This is the fourth of six guides to paddling Eastern North Carolina. The series runs through the summer. See Brad’s other guides on Greenville’s Tar River, Bear Island, and Devil’s Gut here.

Text and photos by Brad Beggs
Guardian columnist

Low light on the river.

Low light on the river.

A hidden beach on the south side of Castle Island is just a short, one-mile paddle from Washington, NC. Away from the prying eyes of a riverfront boardwalk, kayakers and families in-the-know socialize here during summer weekends, enjoying the warm shallow waters and shade of the trees. Add on another mile up Runyon Creek and finish the day with ice cream or drinks in Washington as the sun sets over the water.

If you have more time, visit the river-camping platform built by Sound Rivers. The Washington platform is 16’ x 32’, with half of it enclosed. This is a perfect spot for lunch or an easy last-minute camping location—no tent required.  

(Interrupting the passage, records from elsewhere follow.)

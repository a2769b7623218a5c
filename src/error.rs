//! Error types.
//!
//! Errors are grouped by the layer that raises them and folded into a single
//! top-level [`Error`] through `#[from]` conversions, so `?` works across
//! layers while callers can still match on the specific failure.

use std::path::PathBuf;

use thiserror::Error;

/// Top-level error.
#[derive(Error, Debug)]
pub enum Error {
    #[error(transparent)]
    Config(#[from] ConfigError),

    #[error(transparent)]
    Store(#[from] StoreError),

    #[error(transparent)]
    Sync(#[from] SyncError),

    #[error("no secret stored at {mount}/{key}")]
    SectionNotFound { mount: String, key: String },

    #[error("io error: {0}")]
    Io(#[from] std::io::Error),
}

/// Configuration errors.
#[derive(Error, Debug)]
pub enum ConfigError {
    #[error("cannot read {}: {source}", path.display())]
    ReadEnv {
        path: PathBuf,
        #[source]
        source: std::io::Error,
    },

    #[error("no vault credential: set VAULT_ROOT_TOKEN or VAULT_APP_TOKEN")]
    MissingToken,

    #[error("invalid vault address '{0}': expected http:// or https://")]
    InvalidAddress(String),

    #[error("invalid {field}: {reason}")]
    InvalidValue { field: &'static str, reason: String },
}

/// Secret store errors.
///
/// Every variant names the operation that failed so reports can say which
/// call went wrong without extra context.
#[derive(Error, Debug, Clone, PartialEq, Eq)]
pub enum StoreError {
    #[error("vault unreachable during {operation}: {reason}")]
    Unreachable {
        operation: &'static str,
        reason: String,
    },

    #[error("vault rejected the credential during {operation} on {path}")]
    Auth {
        operation: &'static str,
        path: String,
    },

    #[error("{operation} failed on {path} (status {status}): {message}")]
    OperationFailed {
        operation: &'static str,
        path: String,
        status: u16,
        message: String,
    },

    #[error("unexpected response for {operation} on {path}: {reason}")]
    Decode {
        operation: &'static str,
        path: String,
        reason: String,
    },
}

/// Bootstrap errors.
///
/// Steps completed before the failure are left in place.
#[derive(Error, Debug, Clone, PartialEq, Eq)]
pub enum BootstrapError {
    #[error("cannot enable mount '{mount}': {source}")]
    Mount {
        mount: String,
        #[source]
        source: StoreError,
    },

    #[error("cannot write policy '{name}': {source}")]
    PolicyWrite {
        name: String,
        #[source]
        source: StoreError,
    },

    #[error("cannot create token for policy '{policy}': {source}")]
    TokenCreate {
        policy: String,
        #[source]
        source: StoreError,
    },
}

/// Sync errors that abort the whole run or mark it failed.
#[derive(Error, Debug, Clone, PartialEq, Eq)]
pub enum SyncError {
    #[error("vault not ready after {attempts} attempt(s)")]
    Unreachable { attempts: u32 },

    #[error("bootstrap failed: {0}")]
    Bootstrap(#[from] BootstrapError),

    #[error("writing section '{section}' failed: {source}")]
    Auth {
        section: String,
        #[source]
        source: StoreError,
    },

    #[error("{failed} of {total} section(s) failed to write")]
    SectionsFailed { failed: usize, total: usize },
}

pub type Result<T> = std::result::Result<T, Error>;
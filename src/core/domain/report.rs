//! Sync report types.

use super::{BootstrapTokens, SecretDocument};

/// What happened to one section.
#[derive(Debug, Clone, PartialEq, Eq)]
pub enum SectionOutcome {
    /// Written and read back with matching content
    Written { version: Option<u64> },
    /// The write call failed; nothing was verified
    WriteFailed(String),
    /// Written, but the read-back failed or did not match
    VerifyFailed(String),
}

impl SectionOutcome {
    pub fn is_written(&self) -> bool {
        matches!(self, Self::Written { .. })
    }
}

/// Per-section result.
#[derive(Debug, Clone)]
pub struct SectionReport {
    pub key: String,
    pub name: String,
    pub description: String,
    /// Number of fields in the published document
    pub fields: usize,
    pub outcome: SectionOutcome,
    /// Content read back from the store, when the read succeeded
    pub stored: Option<SecretDocument>,
}

/// Result of a sync run.
#[derive(Debug, Clone, Default)]
pub struct SyncReport {
    pub sections: Vec<SectionReport>,
    /// Present only when bootstrap ran
    pub tokens: Option<BootstrapTokens>,
}

impl SyncReport {
    pub fn written(&self) -> usize {
        self.sections
            .iter()
            .filter(|s| s.outcome.is_written())
            .count()
    }

    pub fn write_failures(&self) -> usize {
        self.sections
            .iter()
            .filter(|s| matches!(s.outcome, SectionOutcome::WriteFailed(_)))
            .count()
    }

    pub fn verify_failures(&self) -> usize {
        self.sections
            .iter()
            .filter(|s| matches!(s.outcome, SectionOutcome::VerifyFailed(_)))
            .count()
    }

    /// Look up a section result by key.
    pub fn section(&self, key: &str) -> Option<&SectionReport> {
        self.sections.iter().find(|s| s.key == key)
    }

    /// True when no write failed. Verify failures are warnings.
    pub fn is_success(&self) -> bool {
        self.write_failures() == 0
    }
}
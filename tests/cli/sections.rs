//! Tests for the sections preview.

use crate::support::*;

#[test]
fn test_sections_lists_keys_in_file_order() {
    let t = Test::with_env(SAMPLE_ENV);

    let output = t.sections();
    assert_success(&output);

    let out = stdout(&output);
    let db = out.find("database (3 fields)").expect("database missing");
    let redis = out.find("redis (1 field)").expect("redis missing");
    let jwt = out.find("jwt (1 field)").expect("jwt missing");
    assert!(db < redis && redis < jwt);

    assert_stdout_contains(&output, "Database settings");
    assert_stdout_contains(&output, "db_password");
}

#[test]
fn test_sections_never_prints_values() {
    let t = Test::with_env(SAMPLE_ENV);

    let output = t.sections();
    assert_success(&output);
    assert_stdout_excludes(&output, "s3cr3t-pa55");
    assert_stdout_excludes(&output, "super-secret-jwt-token");
}

#[test]
fn test_sections_reports_skipped_lines() {
    let t = Test::with_env(NOISY_ENV);

    let output = t.sections();
    assert_success(&output);

    assert_stdout_contains(&output, "app (1 field)");
    assert_stdout_contains(&output, "Skipped lines");
    assert_stdout_contains(&output, "line 1: ORPHAN is outside any section");
    assert_stdout_contains(&output, "line 4: not a key=value line: not a pair");
    assert_stdout_contains(&output, "line 5: looks like a section header");
    assert_stdout_contains(&output, "line 6: LOST is outside any section");
}

#[test]
fn test_sections_without_headers() {
    let t = Test::with_env(FLAT_ENV);

    let output = t.sections();
    assert_success(&output);
    assert_stdout_contains(&output, "no sections found");
    assert_stdout_contains(&output, "# :database - Database settings");
}

#[test]
fn test_sections_custom_env_file() {
    let t = Test::new();
    t.write("prod.env", "# :api - API\nAPI_KEY=abc\n");

    let output = t
        .cmd()
        .args(["--env-file", "prod.env", "sections"])
        .output()
        .unwrap();
    assert_success(&output);
    assert_stdout_contains(&output, "api (1 field)");
}

#[test]
fn test_sections_missing_file_fails() {
    let t = Test::new();

    let output = t.sections();
    assert_failure(&output);
    assert_stderr_contains(&output, "cannot read .env");
}
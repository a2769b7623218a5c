//! Tests for error handling and CLI flags.

use crate::support::*;

#[test]
fn test_help_lists_commands() {
    let t = Test::new();

    let output = t.cmd().arg("--help").output().unwrap();
    assert_success(&output);
    for command in ["sync", "init", "sections", "get", "status", "cleanup"] {
        assert_stdout_contains(&output, command);
    }
}

#[test]
fn test_no_command_fails() {
    let t = Test::new();

    let output = t.cmd().output().unwrap();
    assert_failure(&output);
}

#[test]
fn test_unknown_command_fails() {
    let t = Test::new();

    let output = t.cmd().arg("unknown-command").output().unwrap();
    assert_failure(&output);
}

#[test]
fn test_version_flag() {
    let t = Test::new();

    let output = t.cmd().arg("--version").output().unwrap();
    assert_success(&output);
    assert_stdout_contains(&output, env!("CARGO_PKG_VERSION"));
}

#[test]
fn test_verbose_flag_accepted() {
    let t = Test::with_env(SAMPLE_ENV);

    let output = t.cmd().args(["--verbose", "sections"]).output().unwrap();
    assert_success(&output);
}

#[test]
fn test_verbose_logs_go_to_stderr() {
    let t = Test::with_env(SAMPLE_ENV);

    let output = t
        .cmd()
        .args(["--verbose", "sync", "--dry-run"])
        .output()
        .unwrap();
    assert_success(&output);
    assert_stderr_contains(&output, "section written");
    // Secret values never reach the log.
    let err = stderr(&output);
    assert!(!err.contains("s3cr3t-pa55"), "value leaked into logs: {}", err);
}

#[test]
fn test_completions() {
    let t = Test::new();

    for shell in ["bash", "zsh", "fish", "power-shell"] {
        let output = t.cmd().args(["completions", shell]).output().unwrap();
        assert_success(&output);
        assert_stdout_contains(&output, "thothix-vault");
    }
}

#[test]
fn test_json_logs() {
    let t = Test::with_env(SAMPLE_ENV);

    let output = t
        .cmd()
        .args(["--verbose", "--log-json", "sync", "--dry-run"])
        .output()
        .unwrap();
    assert_success(&output);
    assert_stderr_contains(&output, "\"level\":\"INFO\"");
    assert_stderr_contains(&output, "section written");
}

Washington’s waterfront is lined with colorful buildings dating from the early 1900’s (few buildings pre-date this because of a devastating fire in 1900). Make time to walk downtown so you can check out the largest collection of Victorian-era homes and commercial buildings in North Carolina.

Stories of the River

Paddlers don’t get too much notice on the water, but put a dog on a stand-up paddleboard and everyone pays attention. My friend Kelli and I took her dog Koda canoeing once down the Tar in Greenville; Koda loved it. A few weeks later, a history-loving friend of Kelli’s came to visit. The original Washington, Washington NC, was the perfect choice for a paddling trip.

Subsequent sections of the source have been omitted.